= TASK OBJECTIVE =
Your task is to quote the records from their first line through the line containing "use html5ever::tendril::TendrilSink;", with nothing added or left out.

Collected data

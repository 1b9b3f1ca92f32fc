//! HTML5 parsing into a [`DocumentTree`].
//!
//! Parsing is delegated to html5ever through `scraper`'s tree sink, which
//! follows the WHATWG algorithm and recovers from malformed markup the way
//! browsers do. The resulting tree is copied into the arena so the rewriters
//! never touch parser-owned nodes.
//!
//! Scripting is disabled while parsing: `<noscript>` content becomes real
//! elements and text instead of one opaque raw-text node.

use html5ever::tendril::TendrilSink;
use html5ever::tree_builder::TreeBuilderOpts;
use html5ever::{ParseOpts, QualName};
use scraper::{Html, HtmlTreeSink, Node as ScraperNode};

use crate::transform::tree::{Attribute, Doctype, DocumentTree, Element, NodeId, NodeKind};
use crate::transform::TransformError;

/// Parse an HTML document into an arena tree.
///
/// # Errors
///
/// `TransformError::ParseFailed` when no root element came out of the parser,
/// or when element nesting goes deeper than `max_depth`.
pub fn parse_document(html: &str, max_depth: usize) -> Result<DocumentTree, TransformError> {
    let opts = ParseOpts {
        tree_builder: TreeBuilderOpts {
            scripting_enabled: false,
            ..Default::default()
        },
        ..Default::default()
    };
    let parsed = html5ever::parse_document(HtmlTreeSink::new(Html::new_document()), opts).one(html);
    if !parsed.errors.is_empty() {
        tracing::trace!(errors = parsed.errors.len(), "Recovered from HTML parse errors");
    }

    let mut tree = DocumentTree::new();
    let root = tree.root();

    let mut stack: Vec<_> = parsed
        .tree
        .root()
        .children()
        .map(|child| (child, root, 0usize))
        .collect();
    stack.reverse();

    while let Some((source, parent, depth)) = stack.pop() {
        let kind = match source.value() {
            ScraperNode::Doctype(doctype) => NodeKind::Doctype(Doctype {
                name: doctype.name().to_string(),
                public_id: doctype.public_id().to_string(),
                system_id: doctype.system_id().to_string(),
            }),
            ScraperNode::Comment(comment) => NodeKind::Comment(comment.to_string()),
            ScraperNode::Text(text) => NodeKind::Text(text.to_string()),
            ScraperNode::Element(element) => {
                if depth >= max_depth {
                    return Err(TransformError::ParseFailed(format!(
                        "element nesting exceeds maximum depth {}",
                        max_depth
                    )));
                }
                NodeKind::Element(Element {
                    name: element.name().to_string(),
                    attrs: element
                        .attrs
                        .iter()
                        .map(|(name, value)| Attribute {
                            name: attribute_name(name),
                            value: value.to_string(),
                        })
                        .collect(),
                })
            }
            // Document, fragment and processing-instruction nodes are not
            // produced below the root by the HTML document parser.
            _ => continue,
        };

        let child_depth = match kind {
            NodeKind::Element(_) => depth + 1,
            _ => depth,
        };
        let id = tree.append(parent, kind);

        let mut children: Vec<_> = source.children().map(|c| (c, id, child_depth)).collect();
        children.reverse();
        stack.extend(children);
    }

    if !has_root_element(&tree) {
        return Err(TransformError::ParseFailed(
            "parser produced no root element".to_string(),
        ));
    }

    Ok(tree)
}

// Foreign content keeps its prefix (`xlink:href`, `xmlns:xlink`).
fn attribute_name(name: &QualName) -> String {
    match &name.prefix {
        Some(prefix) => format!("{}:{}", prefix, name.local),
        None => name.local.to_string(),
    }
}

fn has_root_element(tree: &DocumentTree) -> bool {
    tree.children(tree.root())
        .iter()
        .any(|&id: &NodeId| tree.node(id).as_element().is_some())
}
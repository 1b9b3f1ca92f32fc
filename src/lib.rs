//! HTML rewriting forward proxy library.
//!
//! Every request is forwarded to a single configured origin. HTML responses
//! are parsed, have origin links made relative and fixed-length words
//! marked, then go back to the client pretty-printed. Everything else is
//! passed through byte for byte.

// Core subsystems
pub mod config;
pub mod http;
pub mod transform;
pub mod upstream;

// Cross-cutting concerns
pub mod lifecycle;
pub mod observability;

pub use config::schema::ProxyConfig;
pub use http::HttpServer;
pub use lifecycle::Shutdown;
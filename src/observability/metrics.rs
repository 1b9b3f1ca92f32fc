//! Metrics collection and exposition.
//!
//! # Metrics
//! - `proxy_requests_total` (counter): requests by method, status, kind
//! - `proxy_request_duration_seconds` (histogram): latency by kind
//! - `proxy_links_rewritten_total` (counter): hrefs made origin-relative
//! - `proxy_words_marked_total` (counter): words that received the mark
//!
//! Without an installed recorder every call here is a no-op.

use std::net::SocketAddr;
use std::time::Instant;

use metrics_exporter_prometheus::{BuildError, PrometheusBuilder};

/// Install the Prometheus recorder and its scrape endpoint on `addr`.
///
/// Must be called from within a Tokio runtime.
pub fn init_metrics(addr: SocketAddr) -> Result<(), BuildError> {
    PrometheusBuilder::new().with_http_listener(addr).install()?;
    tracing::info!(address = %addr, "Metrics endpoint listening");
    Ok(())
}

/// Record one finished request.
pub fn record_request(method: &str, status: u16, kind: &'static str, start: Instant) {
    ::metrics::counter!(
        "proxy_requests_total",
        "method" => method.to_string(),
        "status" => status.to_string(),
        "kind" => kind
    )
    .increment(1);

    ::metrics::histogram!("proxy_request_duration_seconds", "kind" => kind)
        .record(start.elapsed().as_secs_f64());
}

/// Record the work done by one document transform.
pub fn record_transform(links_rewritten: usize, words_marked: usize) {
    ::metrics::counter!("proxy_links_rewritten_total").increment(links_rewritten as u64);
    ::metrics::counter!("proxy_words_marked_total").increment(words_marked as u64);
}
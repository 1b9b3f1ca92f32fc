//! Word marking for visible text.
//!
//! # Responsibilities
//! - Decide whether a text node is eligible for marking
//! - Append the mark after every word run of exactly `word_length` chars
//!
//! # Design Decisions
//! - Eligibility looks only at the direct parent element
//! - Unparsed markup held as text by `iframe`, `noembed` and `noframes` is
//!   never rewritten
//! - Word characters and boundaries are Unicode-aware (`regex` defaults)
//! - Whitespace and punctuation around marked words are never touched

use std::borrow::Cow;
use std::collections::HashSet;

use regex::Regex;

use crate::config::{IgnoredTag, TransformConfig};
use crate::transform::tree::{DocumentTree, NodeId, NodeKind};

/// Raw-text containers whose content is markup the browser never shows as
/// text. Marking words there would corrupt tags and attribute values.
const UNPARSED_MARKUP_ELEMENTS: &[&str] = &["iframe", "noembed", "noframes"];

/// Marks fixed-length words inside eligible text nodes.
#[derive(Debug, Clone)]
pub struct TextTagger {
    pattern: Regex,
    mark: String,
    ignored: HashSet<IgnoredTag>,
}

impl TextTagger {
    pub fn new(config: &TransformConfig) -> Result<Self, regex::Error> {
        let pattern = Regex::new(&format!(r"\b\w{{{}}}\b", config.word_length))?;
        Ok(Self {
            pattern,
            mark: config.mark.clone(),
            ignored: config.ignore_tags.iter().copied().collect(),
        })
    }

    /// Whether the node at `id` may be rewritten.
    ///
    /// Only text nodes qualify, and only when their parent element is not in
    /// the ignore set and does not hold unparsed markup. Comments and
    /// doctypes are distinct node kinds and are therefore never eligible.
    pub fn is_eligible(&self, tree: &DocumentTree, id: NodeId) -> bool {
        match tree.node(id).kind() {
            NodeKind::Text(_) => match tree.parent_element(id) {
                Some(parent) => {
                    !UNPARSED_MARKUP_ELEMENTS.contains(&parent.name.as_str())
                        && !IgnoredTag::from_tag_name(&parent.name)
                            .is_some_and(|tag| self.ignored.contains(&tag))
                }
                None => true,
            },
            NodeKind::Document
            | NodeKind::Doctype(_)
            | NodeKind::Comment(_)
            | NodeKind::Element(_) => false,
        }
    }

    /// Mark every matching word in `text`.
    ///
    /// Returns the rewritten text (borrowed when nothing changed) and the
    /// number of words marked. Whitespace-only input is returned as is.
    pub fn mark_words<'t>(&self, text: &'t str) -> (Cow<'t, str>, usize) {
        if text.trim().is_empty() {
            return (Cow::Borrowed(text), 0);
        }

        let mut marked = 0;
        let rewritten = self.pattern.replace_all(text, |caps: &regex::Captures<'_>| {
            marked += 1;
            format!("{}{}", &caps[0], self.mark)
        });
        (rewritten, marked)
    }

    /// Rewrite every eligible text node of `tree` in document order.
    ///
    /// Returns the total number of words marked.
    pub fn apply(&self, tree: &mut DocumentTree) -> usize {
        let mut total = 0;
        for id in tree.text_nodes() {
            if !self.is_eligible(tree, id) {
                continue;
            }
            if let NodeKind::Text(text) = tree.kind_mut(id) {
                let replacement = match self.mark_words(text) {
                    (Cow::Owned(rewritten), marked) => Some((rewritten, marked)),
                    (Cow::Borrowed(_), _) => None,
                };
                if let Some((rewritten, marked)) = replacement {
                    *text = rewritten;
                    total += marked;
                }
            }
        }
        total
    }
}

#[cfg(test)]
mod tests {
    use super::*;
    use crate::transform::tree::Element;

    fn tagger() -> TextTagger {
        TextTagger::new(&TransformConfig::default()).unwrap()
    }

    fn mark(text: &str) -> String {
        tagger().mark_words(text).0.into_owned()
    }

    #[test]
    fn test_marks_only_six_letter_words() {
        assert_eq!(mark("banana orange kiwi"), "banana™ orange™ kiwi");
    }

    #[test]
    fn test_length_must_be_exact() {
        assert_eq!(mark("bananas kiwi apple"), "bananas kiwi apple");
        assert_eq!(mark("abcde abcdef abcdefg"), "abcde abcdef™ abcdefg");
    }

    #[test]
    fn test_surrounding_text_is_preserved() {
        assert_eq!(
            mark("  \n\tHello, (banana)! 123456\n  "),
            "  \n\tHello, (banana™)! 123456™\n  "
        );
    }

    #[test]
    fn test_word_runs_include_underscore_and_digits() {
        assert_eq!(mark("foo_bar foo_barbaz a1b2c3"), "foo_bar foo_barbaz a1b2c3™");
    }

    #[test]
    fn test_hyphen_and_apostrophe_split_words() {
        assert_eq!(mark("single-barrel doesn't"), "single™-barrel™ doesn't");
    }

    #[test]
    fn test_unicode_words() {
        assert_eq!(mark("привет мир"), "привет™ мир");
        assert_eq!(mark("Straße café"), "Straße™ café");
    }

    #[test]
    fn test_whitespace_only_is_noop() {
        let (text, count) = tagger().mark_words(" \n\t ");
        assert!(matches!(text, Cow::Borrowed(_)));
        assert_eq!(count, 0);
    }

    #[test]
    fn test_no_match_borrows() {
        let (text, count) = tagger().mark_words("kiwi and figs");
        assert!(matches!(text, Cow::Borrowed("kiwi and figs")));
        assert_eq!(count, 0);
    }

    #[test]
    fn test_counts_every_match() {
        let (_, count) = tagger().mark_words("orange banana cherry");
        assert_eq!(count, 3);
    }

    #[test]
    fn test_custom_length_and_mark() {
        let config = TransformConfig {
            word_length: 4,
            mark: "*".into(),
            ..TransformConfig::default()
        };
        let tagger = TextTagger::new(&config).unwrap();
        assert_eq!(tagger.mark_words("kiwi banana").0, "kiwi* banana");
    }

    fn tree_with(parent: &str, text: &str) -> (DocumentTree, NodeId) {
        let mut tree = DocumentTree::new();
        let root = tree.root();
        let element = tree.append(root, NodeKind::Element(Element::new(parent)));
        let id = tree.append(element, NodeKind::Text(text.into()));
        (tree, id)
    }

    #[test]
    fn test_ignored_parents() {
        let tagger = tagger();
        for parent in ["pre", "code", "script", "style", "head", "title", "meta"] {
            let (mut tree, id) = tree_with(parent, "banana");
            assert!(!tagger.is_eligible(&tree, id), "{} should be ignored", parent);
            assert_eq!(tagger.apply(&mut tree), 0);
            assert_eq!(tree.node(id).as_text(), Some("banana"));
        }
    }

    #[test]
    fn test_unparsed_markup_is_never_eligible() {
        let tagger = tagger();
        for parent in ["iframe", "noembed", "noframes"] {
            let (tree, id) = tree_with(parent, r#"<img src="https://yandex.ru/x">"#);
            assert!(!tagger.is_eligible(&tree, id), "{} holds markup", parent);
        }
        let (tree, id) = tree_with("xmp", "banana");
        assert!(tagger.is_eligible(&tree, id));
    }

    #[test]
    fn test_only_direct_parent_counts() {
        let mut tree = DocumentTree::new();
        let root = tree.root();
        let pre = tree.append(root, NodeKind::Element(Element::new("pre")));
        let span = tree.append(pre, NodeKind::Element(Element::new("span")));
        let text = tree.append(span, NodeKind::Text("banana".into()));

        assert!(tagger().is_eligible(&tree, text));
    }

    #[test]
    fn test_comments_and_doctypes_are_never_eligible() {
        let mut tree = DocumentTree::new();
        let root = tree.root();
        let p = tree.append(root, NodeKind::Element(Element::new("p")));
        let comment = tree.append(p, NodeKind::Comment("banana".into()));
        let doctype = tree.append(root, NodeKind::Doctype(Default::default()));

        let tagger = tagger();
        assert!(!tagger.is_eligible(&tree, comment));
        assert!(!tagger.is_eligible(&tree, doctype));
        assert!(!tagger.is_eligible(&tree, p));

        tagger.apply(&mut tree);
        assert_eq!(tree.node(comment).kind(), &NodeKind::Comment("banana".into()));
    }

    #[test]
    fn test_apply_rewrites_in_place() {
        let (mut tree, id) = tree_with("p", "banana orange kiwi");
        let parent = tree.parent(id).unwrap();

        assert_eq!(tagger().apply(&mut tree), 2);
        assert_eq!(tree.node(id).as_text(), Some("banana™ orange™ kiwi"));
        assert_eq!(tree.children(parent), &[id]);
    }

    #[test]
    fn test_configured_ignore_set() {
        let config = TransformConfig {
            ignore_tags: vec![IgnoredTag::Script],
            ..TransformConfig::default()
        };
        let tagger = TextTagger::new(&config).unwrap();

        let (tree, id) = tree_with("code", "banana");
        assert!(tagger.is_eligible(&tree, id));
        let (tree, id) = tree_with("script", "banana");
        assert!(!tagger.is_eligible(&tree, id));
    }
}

= SOLUTION =
repository 1b9b3f1ca92f32fc
//! HTML5 parsing into a [`DocumentTree`].
//!
//! Parsing is delegated to html5ever through `scraper`'s tree sink, which
//! follows the WHATWG algorithm and recovers from malformed markup the way
//! browsers do. The resulting tree is copied into the arena so the rewriters
//! never touch parser-owned nodes.
//!
//! Scripting is disabled while parsing: `<noscript>` content becomes real
//! elements and text instead of one opaque raw-text node.

use html5ever::tendril::TendrilSink;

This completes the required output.